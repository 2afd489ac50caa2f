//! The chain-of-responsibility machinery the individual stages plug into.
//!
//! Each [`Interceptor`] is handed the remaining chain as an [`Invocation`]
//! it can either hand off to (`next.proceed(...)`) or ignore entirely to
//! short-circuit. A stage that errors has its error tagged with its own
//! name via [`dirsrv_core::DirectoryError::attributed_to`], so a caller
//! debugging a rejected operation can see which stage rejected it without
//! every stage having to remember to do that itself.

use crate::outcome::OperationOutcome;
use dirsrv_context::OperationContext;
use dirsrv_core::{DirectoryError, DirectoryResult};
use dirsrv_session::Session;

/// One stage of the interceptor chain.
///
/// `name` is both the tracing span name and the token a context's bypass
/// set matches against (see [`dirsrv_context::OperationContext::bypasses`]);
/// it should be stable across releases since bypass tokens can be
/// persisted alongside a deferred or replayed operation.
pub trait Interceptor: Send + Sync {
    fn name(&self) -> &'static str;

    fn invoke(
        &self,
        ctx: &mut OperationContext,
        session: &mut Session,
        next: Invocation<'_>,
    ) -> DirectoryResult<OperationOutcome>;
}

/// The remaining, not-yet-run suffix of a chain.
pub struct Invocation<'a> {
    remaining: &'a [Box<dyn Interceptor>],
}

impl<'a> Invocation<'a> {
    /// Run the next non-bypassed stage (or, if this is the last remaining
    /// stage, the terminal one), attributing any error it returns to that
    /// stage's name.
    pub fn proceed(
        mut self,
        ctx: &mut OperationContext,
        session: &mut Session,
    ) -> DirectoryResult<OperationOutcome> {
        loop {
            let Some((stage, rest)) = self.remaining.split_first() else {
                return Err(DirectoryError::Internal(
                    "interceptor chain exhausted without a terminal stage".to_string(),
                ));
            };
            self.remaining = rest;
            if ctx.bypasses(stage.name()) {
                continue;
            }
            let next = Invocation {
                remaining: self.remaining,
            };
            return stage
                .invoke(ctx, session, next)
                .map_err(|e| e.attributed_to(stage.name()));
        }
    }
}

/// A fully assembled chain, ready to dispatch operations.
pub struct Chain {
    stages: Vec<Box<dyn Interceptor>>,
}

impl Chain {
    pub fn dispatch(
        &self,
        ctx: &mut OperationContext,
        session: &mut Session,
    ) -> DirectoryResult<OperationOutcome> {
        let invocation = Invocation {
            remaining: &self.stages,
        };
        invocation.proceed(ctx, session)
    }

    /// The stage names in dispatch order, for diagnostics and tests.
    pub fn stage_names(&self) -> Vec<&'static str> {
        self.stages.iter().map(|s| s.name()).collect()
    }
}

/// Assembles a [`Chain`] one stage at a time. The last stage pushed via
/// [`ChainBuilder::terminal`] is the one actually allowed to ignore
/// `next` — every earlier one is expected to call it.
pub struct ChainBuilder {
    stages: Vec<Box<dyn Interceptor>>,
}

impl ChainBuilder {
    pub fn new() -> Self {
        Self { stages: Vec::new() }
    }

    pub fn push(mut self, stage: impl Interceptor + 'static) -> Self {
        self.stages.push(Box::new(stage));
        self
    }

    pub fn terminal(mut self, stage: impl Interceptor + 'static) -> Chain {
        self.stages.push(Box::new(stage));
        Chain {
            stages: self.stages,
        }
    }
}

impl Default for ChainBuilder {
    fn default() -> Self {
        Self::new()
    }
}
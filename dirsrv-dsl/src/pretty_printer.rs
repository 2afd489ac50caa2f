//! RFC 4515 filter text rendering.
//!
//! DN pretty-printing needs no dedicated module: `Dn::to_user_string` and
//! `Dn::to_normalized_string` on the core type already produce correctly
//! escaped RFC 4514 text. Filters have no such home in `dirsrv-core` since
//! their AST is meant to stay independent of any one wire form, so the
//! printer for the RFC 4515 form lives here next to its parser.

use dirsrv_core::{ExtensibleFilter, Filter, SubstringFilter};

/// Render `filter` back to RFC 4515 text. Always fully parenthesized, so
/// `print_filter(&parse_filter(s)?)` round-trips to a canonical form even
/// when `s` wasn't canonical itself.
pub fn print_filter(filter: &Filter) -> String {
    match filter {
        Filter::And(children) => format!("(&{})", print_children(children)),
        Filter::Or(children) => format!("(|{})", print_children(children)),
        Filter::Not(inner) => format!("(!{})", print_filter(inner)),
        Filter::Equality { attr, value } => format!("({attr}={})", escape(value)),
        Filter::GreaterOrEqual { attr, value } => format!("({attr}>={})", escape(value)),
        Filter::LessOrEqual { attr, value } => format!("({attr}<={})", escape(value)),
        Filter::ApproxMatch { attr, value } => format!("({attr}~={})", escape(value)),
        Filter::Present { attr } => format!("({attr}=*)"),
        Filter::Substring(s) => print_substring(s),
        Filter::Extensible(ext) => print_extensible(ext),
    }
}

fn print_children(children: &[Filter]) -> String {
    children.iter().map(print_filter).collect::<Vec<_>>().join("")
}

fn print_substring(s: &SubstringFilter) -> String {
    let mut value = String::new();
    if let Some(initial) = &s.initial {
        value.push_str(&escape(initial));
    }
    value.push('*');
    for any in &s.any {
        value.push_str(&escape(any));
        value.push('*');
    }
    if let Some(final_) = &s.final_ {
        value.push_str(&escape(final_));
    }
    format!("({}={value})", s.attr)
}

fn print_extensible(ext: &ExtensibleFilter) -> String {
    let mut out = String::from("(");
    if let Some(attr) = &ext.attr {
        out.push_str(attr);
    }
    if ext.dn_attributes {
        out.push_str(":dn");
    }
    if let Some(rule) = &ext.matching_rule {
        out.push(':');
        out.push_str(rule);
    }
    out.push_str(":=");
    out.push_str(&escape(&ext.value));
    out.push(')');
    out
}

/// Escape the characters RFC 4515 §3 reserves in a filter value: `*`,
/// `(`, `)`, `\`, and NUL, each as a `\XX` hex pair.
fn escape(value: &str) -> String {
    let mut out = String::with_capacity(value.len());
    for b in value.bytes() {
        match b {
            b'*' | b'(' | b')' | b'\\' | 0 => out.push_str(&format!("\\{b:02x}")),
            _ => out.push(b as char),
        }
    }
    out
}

| DIRECTIONS FOR THIS TASK |
Read through the entries, then copy every line where the string "terminal" is found.

| TASK RESPONSE |
    /// stage, the terminal one), attributing any error it returns to that
                    "interceptor chain exhausted without a terminal stage".to_string(),
/// [`ChainBuilder::terminal`] is the one actually allowed to ignore
    pub fn terminal(mut self, stage: impl Interceptor + 'static) -> Chain {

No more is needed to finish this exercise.